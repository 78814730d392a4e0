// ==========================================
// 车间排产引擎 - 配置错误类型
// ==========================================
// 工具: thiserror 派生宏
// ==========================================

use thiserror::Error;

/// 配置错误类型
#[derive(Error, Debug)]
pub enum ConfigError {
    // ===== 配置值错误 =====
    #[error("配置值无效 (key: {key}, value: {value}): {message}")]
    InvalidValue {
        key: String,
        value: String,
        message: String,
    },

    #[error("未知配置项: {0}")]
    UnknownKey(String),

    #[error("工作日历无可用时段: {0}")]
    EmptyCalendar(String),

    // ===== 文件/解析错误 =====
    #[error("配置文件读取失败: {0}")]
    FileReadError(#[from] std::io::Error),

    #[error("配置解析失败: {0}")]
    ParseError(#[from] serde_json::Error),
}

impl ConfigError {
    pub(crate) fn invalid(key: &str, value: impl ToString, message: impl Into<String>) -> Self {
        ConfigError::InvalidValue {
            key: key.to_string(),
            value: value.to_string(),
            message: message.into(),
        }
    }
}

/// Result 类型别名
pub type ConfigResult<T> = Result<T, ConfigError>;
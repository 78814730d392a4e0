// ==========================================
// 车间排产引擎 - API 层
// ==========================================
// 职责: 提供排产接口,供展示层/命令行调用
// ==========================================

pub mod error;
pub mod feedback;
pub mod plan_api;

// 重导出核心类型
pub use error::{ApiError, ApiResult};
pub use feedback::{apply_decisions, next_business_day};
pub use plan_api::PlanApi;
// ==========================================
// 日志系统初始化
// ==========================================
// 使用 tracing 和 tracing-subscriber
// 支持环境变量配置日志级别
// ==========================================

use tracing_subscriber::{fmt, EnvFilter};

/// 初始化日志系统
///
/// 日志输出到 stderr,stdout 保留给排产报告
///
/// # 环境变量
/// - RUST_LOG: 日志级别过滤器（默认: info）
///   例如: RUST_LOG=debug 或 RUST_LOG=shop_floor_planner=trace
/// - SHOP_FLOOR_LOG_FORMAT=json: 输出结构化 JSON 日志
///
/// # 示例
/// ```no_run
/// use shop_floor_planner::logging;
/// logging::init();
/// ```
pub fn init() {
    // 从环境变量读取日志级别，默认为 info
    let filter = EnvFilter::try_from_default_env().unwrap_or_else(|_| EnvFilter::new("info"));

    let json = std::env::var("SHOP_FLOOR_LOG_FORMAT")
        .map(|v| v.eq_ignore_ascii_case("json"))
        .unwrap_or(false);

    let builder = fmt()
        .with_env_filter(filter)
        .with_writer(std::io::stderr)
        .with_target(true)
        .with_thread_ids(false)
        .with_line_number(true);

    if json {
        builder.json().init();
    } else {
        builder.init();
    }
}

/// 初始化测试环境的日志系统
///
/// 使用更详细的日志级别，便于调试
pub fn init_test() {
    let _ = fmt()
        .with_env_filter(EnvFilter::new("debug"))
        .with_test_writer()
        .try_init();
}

WHAT IS REQUIRED: Copy, exactly as written, the lines above, beginning with the one that contains "builder.json().init();" and ending with the last.

EXPECTED ANSWER:
        builder.json().init();
    } else {
        builder.init();
    }
}

/// 初始化测试环境的日志系统
///
/// 使用更详细的日志级别，便于调试
pub fn init_test() {
    let _ = fmt()
        .with_env_filter(EnvFilter::new("debug"))
        .with_test_writer()
        .try_init();
}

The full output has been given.